• [Task description]: Copy the lines verbatim, beginning with the line that contains "fails pre-flight with" and continuing through the end of the data, and only those lines.

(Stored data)

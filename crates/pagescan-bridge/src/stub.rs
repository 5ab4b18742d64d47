// SPDX-License-Identifier: PMPL-1.0-or-later
// Copyright (c) 2026 Jonathan D.A. Jewell (hyperpolymath) <jonathan.jewell@open.ac.uk>
//
// Stub capture for hosts without a camera backend.
//
// Reports no support, so the controller fails pre-flight with
// `CameraUnavailable(NotSupported)` and callers fall back to image upload.

use pagescan_core::error::{CameraUnavailableReason, Result, ScanError};
use pagescan_core::{CameraConfig, DeviceInfo};

use crate::traits::{MediaCapture, VideoStream};

/// No-op capture returned on hosts without a native backend.
pub struct StubCapture;

impl MediaCapture for StubCapture {
    fn platform_name(&self) -> &str {
        "Desktop (stub)"
    }

    fn is_supported(&self) -> bool {
        false
    }

    fn is_secure_context(&self) -> bool {
        true
    }

    fn enumerate_devices(&self) -> Result<Vec<DeviceInfo>> {
        tracing::warn!("MediaCapture::enumerate_devices called on stub capture");
        Err(ScanError::PlatformUnavailable)
    }

    fn acquire(&self, _config: &CameraConfig) -> Result<Box<dyn VideoStream>> {
        tracing::warn!("MediaCapture::acquire called on stub capture");
        Err(ScanError::CameraUnavailable(CameraUnavailableReason::NotSupported))
    }
}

• [Written reply]:
// Reports no support, so the controller fails pre-flight with
// `CameraUnavailable(NotSupported)` and callers fall back to image upload.

use pagescan_core::error::{CameraUnavailableReason, Result, ScanError};
use pagescan_core::{CameraConfig, DeviceInfo};

use crate::traits::{MediaCapture, VideoStream};

/// No-op capture returned on hosts without a native backend.
pub struct StubCapture;

impl MediaCapture for StubCapture {
    fn platform_name(&self) -> &str {
        "Desktop (stub)"
    }

    fn is_supported(&self) -> bool {
        false
    }

    fn is_secure_context(&self) -> bool {
        true
    }

    fn enumerate_devices(&self) -> Result<Vec<DeviceInfo>> {
        tracing::warn!("MediaCapture::enumerate_devices called on stub capture");
        Err(ScanError::PlatformUnavailable)
    }

    fn acquire(&self, _config: &CameraConfig) -> Result<Box<dyn VideoStream>> {
        tracing::warn!("MediaCapture::acquire called on stub capture");
        Err(ScanError::CameraUnavailable(CameraUnavailableReason::NotSupported))
    }
}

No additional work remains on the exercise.